What would be even better are stories written by the people that lived and worked with these two men. Those are the people that would have told their interpretation of the men, how they acted, how they responded to failure, what their upsets were, and what drove their passion forward. These people would have thought their stories were pointless, but in reality they would have been incredible works that we who live today could have read to get a true look into the lives of these men.

Everybody has a story. Everybody. The elderly have incredible stories. They've lived through wars, genocides, failures and successes in the countries they love, loss, heartache, growth, and triumph. Their lives may have seemed uneventful, but when you string that life into a story you see that they have something to share and incredible wisdom to impart.

Everybody has a story. The young have stories. They view life differently than the rest of us who have been smacked down a couple of times.
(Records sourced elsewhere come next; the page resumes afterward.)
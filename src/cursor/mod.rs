//! Byte and bit cursors over an in-memory replay buffer
//!
//! Every multi-byte value in a replay file is little endian. [`ByteCursor`]
//! handles the byte-aligned container (file header, chunk framing, event
//! framing) and [`BitCursor`] the bit-packed event payloads.

mod bit;
mod byte;

pub use bit::BitCursor;
pub use byte::ByteCursor;

/// Decode an Unreal `FString` body once its length prefix has been read.
///
/// Positive lengths are single-byte strings including a trailing NUL,
/// negative lengths are UTF-16LE with `-len` code units (NUL included).
pub(crate) fn decode_fstring(bytes: &[u8], utf16: bool) -> String {
    if utf16 {
        let units: Vec<u16> = bytes
            .chunks_exact(2)
            .map(|pair| u16::from_le_bytes([pair[0], pair[1]]))
            .collect();
        let trimmed = match units.last() {
            Some(0) => &units[..units.len() - 1],
            _ => &units[..],
        };
        return String::from_utf16_lossy(trimmed);
    }

    let trimmed = match bytes.last() {
        Some(0) => &bytes[..bytes.len() - 1],
        _ => bytes,
    };
    match std::str::from_utf8(trimmed) {
        Ok(s) => s.to_string(),
        // Latin-1: every byte maps to the code point of the same value
        Err(_) => trimmed.iter().map(|&b| b as char).collect(),
    }
}

/// Byte length of an `FString` body for a given length prefix
pub(crate) fn fstring_byte_len(len: i32) -> (usize, bool) {
    if len < 0 {
        (len.unsigned_abs() as usize * 2, true)
    } else {
        (len as usize, false)
    }
}
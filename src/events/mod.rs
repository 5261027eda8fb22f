//! Event and checkpoint record decoding

pub mod decoder;
pub mod schema;
pub mod types;

pub use decoder::{read_records, EventDecoder};
pub use schema::{DecodeContext, EliminationLayout, Schema, SchemaKey};
pub use types::{
    Elimination, Event, EventKind, EventRecord, MatchStats, PlayerId, TeamStats, UnknownEvent,
    Weapon,
};
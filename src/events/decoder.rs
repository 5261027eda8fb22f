//! Event framing and payload classification
//!
//! Event and checkpoint chunks hold a run of byte-aligned sub-records:
//!
//! | Field    | Type    |
//! |----------|---------|
//! | id       | FString |
//! | group    | FString |
//! | metadata | FString |
//! | start_ms | u32     |
//! | end_ms   | u32     |
//! | size     | u32     |
//! | payload  | size    |
//!
//! The framing is read with a [`ByteCursor`]; each payload is then decoded
//! through a [`BitCursor`] bounded to `size` bytes.

use std::borrow::Cow;

use crate::crypto;
use crate::cursor::{BitCursor, ByteCursor};
use crate::error::{Error, Result};
use crate::events::schema::{self, DecodeContext, EliminationLayout};
use crate::events::types::{Event, EventKind, EventRecord, UnknownEvent};
use crate::header::{GameHeader, ReplayHeader};

/// Split a chunk payload into framed records
///
/// Returns every record framed before the first failure, together with that
/// failure. A framing error never affects records already returned.
pub fn read_records(payload: &[u8]) -> (Vec<EventRecord<'_>>, Option<Error>) {
    let mut cursor = ByteCursor::new(payload);
    let mut records = Vec::new();

    while !cursor.is_at_end() {
        match read_record(&mut cursor) {
            Ok(record) => records.push(record),
            Err(e) => return (records, Some(e)),
        }
    }

    (records, None)
}

fn read_record<'a>(cursor: &mut ByteCursor<'a>) -> Result<EventRecord<'a>> {
    let id = cursor.read_fstring()?;
    let group = cursor.read_fstring()?;
    let metadata = cursor.read_fstring()?;
    let start_ms = cursor.read_u32()?;
    let end_ms = cursor.read_u32()?;
    let size = cursor.read_u32()? as usize;
    let payload = cursor.read_slice(size)?;

    Ok(EventRecord {
        id,
        group,
        metadata,
        start_ms,
        end_ms,
        payload,
    })
}

/// Classifies framed records for one replay
pub struct EventDecoder<'h> {
    key: Option<&'h [u8]>,
    layout: EliminationLayout,
}

impl<'h> EventDecoder<'h> {
    pub fn new(header: &'h ReplayHeader, game: Option<&GameHeader>) -> Self {
        Self {
            key: header
                .is_encrypted()
                .then_some(header.encryption_key.as_slice()),
            layout: EliminationLayout::for_game(game),
        }
    }

    pub fn layout(&self) -> EliminationLayout {
        self.layout
    }

    /// Classify a record; never fails, falling back to [`EventKind::Unknown`]
    pub fn decode(&self, record: &EventRecord<'_>) -> Event {
        Event {
            id: record.id.clone(),
            group: record.group.clone(),
            metadata: record.metadata.clone(),
            start_ms: record.start_ms,
            end_ms: record.end_ms,
            kind: self.classify(record),
        }
    }

    fn classify(&self, record: &EventRecord<'_>) -> EventKind {
        let payload: Cow<'_, [u8]> = match self.key {
            Some(key) => match crypto::decrypt_aes_ecb(key, record.payload) {
                Ok(plain) => Cow::Owned(plain),
                Err(e) => {
                    return EventKind::Unknown(UnknownEvent::failed(record.payload.to_vec(), e))
                }
            },
            None => Cow::Borrowed(record.payload),
        };

        let Some(schema) = schema::lookup(&record.group, &record.metadata) else {
            return EventKind::Unknown(UnknownEvent::unrecognised(payload.into_owned()));
        };

        let ctx = DecodeContext {
            layout: self.layout,
            start_ms: record.start_ms,
        };
        let mut root = BitCursor::new(&payload);
        let result = root
            .with_limit(payload.len() * 8)
            .and_then(|mut cursor| (schema.decode)(&mut cursor, &ctx));

        match result {
            Ok(kind) => kind,
            Err(e) => {
                let error = format!("{} payload: {}", schema.name, e);
                EventKind::Unknown(UnknownEvent::failed(payload.into_owned(), error))
            }
        }
    }
}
They see beauty where we see mud, they feel vibrant and energetic while we spend half our lives trudging through exhaustion. Their world is very cut and dry. X = Y. It makes sense to them. Their stories can give us a different view on the world we live in.

Everybody has a story. The teenager dealing with the highs and lows of puberty and of peer pressure. The young soul trying to figure out where they stand in this world and where they're going to make an impact. They are risk-takers, often trying far more than we adults would ever want them to try, but learning from it nonetheless. These stories are worth hearing because we can get an inside look into their world and how life occurs for them.

Everybody has a story. Regardless of your situation in life, whether you're rich or poor, young or old, from Brooklyn or California, Ireland or the Middle East. You have a story and it's beautiful because every story is a story of life. These stories are how we can truly see the world through the eyes of another. That is how compassion is born because, as Ender said in the novel Ender's game,

Our stories when told help other people truly understand who we are and when we understand people, we can't help but love them. So I ask you, what's your story? Have you considered that it's worth telling?